Once you reach the line containing "filename src/rcon/codec.rs" in the entries below, write out that line and each one after it down to the line containing "pub fn new(bytes: impl", exactly and with nothing added.

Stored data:
* * * * * * *
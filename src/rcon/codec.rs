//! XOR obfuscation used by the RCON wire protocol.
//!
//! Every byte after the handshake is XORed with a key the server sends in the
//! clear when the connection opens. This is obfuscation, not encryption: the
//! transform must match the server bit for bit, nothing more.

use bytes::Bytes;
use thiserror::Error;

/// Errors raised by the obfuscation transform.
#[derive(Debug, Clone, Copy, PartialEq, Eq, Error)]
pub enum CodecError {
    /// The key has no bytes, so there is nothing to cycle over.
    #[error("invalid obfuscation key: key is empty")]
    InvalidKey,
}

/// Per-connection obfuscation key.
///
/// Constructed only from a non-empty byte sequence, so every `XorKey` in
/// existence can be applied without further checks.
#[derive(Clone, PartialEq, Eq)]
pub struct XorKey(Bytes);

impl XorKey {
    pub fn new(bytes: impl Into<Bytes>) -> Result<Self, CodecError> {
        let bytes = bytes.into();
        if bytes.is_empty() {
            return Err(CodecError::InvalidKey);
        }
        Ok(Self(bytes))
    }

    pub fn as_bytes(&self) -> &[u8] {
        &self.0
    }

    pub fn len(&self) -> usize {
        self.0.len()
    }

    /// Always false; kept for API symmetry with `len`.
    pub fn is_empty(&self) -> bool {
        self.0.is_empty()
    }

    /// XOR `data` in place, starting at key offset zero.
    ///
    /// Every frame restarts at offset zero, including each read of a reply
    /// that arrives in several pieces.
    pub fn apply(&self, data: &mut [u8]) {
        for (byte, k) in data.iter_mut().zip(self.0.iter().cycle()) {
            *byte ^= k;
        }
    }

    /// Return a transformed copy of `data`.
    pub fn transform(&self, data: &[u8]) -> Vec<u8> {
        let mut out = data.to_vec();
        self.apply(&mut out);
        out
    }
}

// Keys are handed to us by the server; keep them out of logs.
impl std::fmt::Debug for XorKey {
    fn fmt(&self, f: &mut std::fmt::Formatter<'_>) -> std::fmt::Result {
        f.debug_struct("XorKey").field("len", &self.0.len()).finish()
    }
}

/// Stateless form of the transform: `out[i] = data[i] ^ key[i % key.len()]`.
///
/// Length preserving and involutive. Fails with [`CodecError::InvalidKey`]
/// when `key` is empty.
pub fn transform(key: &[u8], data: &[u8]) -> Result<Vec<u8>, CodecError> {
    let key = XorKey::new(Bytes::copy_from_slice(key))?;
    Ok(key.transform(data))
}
* * * * * * *
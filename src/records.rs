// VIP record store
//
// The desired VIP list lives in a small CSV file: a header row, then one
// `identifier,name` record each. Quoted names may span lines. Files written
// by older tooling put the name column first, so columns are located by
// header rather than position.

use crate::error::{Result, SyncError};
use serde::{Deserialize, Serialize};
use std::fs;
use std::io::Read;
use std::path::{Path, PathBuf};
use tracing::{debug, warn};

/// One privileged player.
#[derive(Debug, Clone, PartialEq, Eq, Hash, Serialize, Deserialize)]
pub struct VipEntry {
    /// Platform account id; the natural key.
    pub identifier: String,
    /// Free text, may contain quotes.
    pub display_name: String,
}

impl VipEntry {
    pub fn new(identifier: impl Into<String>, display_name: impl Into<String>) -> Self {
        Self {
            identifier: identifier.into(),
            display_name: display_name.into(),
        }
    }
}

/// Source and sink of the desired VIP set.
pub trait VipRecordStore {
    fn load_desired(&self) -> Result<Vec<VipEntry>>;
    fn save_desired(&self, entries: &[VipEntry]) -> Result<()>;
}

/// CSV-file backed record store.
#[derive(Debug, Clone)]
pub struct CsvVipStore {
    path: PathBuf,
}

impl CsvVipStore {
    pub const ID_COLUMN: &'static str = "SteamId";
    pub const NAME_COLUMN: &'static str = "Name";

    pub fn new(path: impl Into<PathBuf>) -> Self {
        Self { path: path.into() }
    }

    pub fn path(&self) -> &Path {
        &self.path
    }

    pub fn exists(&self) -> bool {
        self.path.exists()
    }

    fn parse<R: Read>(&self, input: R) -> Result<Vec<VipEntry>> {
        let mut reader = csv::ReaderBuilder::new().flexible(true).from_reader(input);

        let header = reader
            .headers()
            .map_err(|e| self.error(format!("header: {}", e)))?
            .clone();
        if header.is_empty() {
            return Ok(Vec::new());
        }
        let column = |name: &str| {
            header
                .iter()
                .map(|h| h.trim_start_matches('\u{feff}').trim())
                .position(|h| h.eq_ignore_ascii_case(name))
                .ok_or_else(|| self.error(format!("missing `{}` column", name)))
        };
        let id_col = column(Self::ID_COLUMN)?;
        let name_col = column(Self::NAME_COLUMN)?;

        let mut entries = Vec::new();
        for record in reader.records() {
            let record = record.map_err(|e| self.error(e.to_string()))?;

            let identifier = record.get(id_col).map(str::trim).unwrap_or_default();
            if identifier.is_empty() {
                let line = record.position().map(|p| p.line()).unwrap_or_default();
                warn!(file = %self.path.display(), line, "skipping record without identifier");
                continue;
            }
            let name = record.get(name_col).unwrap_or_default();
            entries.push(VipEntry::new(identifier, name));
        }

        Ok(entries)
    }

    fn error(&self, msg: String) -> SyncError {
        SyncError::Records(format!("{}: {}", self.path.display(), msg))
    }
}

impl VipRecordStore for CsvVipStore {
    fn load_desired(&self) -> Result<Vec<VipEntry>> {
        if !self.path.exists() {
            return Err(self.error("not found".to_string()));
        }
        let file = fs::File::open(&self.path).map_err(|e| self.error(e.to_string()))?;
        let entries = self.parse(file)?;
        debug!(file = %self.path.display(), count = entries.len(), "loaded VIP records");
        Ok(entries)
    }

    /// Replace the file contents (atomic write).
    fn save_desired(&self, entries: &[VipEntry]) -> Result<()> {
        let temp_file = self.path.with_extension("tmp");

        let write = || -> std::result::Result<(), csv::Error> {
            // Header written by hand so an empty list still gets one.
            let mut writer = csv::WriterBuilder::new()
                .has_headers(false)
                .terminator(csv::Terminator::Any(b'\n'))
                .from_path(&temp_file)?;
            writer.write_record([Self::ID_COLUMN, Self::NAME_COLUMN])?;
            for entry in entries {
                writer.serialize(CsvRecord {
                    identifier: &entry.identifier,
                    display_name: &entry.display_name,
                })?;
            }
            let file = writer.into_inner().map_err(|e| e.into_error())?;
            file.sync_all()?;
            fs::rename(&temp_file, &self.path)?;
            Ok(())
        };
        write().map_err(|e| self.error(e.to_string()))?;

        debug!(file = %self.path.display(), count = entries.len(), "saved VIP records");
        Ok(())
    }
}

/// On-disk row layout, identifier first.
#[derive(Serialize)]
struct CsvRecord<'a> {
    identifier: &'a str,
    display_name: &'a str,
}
* * * * * * *
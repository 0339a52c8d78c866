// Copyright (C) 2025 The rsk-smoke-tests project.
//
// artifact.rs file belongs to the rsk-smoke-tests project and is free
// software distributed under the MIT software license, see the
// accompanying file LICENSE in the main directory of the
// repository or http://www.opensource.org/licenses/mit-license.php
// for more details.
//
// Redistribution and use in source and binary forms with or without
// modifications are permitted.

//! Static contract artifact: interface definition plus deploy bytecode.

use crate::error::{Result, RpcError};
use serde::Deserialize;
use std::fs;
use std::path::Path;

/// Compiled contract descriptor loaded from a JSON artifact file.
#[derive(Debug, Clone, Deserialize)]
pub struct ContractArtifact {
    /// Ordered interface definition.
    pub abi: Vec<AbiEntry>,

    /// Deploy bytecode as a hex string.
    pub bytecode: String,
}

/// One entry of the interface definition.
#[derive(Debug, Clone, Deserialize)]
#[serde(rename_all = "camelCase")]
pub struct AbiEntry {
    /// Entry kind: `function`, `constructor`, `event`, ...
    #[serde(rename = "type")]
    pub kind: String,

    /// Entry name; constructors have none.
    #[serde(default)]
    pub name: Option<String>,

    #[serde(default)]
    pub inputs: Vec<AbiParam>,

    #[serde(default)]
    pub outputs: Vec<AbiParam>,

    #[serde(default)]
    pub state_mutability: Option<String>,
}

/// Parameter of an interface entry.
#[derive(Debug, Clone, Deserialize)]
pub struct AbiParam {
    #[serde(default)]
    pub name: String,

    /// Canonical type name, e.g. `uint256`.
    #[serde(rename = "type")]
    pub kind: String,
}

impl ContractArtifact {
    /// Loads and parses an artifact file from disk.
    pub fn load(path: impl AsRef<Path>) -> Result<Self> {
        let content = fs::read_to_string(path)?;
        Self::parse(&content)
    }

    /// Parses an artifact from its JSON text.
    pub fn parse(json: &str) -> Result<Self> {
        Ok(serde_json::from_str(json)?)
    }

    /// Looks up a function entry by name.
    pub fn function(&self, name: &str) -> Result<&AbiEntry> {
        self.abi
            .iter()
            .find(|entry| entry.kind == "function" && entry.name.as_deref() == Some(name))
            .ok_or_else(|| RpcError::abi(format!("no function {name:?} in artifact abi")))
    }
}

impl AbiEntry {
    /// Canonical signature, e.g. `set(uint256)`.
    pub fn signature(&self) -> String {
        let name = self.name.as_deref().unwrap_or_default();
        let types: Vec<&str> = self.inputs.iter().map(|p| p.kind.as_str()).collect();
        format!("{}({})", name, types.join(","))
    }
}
* * * * * * *
_EXERCISE RESULT_
filename src/rcon/codec.rs
//! XOR obfuscation used by the RCON wire protocol.
//!
//! Every byte after the handshake is XORed with a key the server sends in the
//! clear when the connection opens. This is obfuscation, not encryption: the
//! transform must match the server bit for bit, nothing more.

use bytes::Bytes;
use thiserror::Error;

/// Errors raised by the obfuscation transform.
#[derive(Debug, Clone, Copy, PartialEq, Eq, Error)]
pub enum CodecError {
    /// The key has no bytes, so there is nothing to cycle over.
    #[error("invalid obfuscation key: key is empty")]
    InvalidKey,
}

/// Per-connection obfuscation key.
///
/// Constructed only from a non-empty byte sequence, so every `XorKey` in
/// existence can be applied without further checks.
#[derive(Clone, PartialEq, Eq)]
pub struct XorKey(Bytes);

impl XorKey {
    pub fn new(bytes: impl Into<Bytes>) -> Result<Self, CodecError> {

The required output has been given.